### EXERCISE
This exercise calls for the line with "for error events.", the line with "webhooks on a", and all lines between them in the material below, output exactly and with no other lines.

### MATERIAL FOR THE TASK
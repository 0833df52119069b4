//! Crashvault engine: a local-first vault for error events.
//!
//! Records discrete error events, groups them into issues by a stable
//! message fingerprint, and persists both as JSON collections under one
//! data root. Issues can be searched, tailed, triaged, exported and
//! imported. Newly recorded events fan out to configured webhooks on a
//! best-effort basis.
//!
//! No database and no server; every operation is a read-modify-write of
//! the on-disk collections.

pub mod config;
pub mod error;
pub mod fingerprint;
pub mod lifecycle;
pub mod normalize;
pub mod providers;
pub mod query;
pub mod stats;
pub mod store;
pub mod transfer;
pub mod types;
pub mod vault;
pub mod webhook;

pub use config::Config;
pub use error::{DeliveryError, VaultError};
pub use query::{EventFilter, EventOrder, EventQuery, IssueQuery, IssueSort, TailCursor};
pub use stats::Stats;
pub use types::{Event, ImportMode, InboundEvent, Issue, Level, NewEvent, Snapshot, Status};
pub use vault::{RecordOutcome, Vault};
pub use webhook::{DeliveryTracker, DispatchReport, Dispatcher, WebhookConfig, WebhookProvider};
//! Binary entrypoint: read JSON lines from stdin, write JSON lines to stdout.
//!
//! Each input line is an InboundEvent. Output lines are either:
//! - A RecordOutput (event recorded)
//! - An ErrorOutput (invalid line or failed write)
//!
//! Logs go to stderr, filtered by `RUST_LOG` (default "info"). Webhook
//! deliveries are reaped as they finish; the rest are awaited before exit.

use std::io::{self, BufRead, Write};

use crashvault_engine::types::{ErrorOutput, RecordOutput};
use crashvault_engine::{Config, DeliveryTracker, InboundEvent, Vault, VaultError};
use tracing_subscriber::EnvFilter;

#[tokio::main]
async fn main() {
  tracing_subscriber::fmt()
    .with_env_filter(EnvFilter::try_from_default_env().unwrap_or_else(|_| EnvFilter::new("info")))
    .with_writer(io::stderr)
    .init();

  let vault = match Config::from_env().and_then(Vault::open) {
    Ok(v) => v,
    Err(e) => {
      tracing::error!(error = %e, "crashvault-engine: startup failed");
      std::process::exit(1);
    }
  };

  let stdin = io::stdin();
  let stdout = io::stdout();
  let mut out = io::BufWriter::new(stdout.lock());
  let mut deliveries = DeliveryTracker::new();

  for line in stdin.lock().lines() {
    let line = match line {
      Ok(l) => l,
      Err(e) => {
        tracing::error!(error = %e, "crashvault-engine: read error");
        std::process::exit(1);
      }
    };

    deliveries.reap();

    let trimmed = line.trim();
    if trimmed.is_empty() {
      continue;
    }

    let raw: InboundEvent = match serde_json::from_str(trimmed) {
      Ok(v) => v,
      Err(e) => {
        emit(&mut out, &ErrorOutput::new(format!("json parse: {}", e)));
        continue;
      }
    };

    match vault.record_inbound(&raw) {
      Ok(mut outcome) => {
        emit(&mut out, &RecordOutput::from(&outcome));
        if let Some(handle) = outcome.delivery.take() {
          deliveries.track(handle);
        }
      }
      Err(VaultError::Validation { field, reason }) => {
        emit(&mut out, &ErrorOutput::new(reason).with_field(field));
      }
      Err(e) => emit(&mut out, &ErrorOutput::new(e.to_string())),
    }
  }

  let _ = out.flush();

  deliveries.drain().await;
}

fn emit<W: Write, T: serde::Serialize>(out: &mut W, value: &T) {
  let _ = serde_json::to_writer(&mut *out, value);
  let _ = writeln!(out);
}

### WRITTEN RESPONSE
//! Crashvault engine: a local-first vault for error events.
//!
//! Records discrete error events, groups them into issues by a stable
//! message fingerprint, and persists both as JSON collections under one
//! data root. Issues can be searched, tailed, triaged, exported and
//! imported. Newly recorded events fan out to configured webhooks on a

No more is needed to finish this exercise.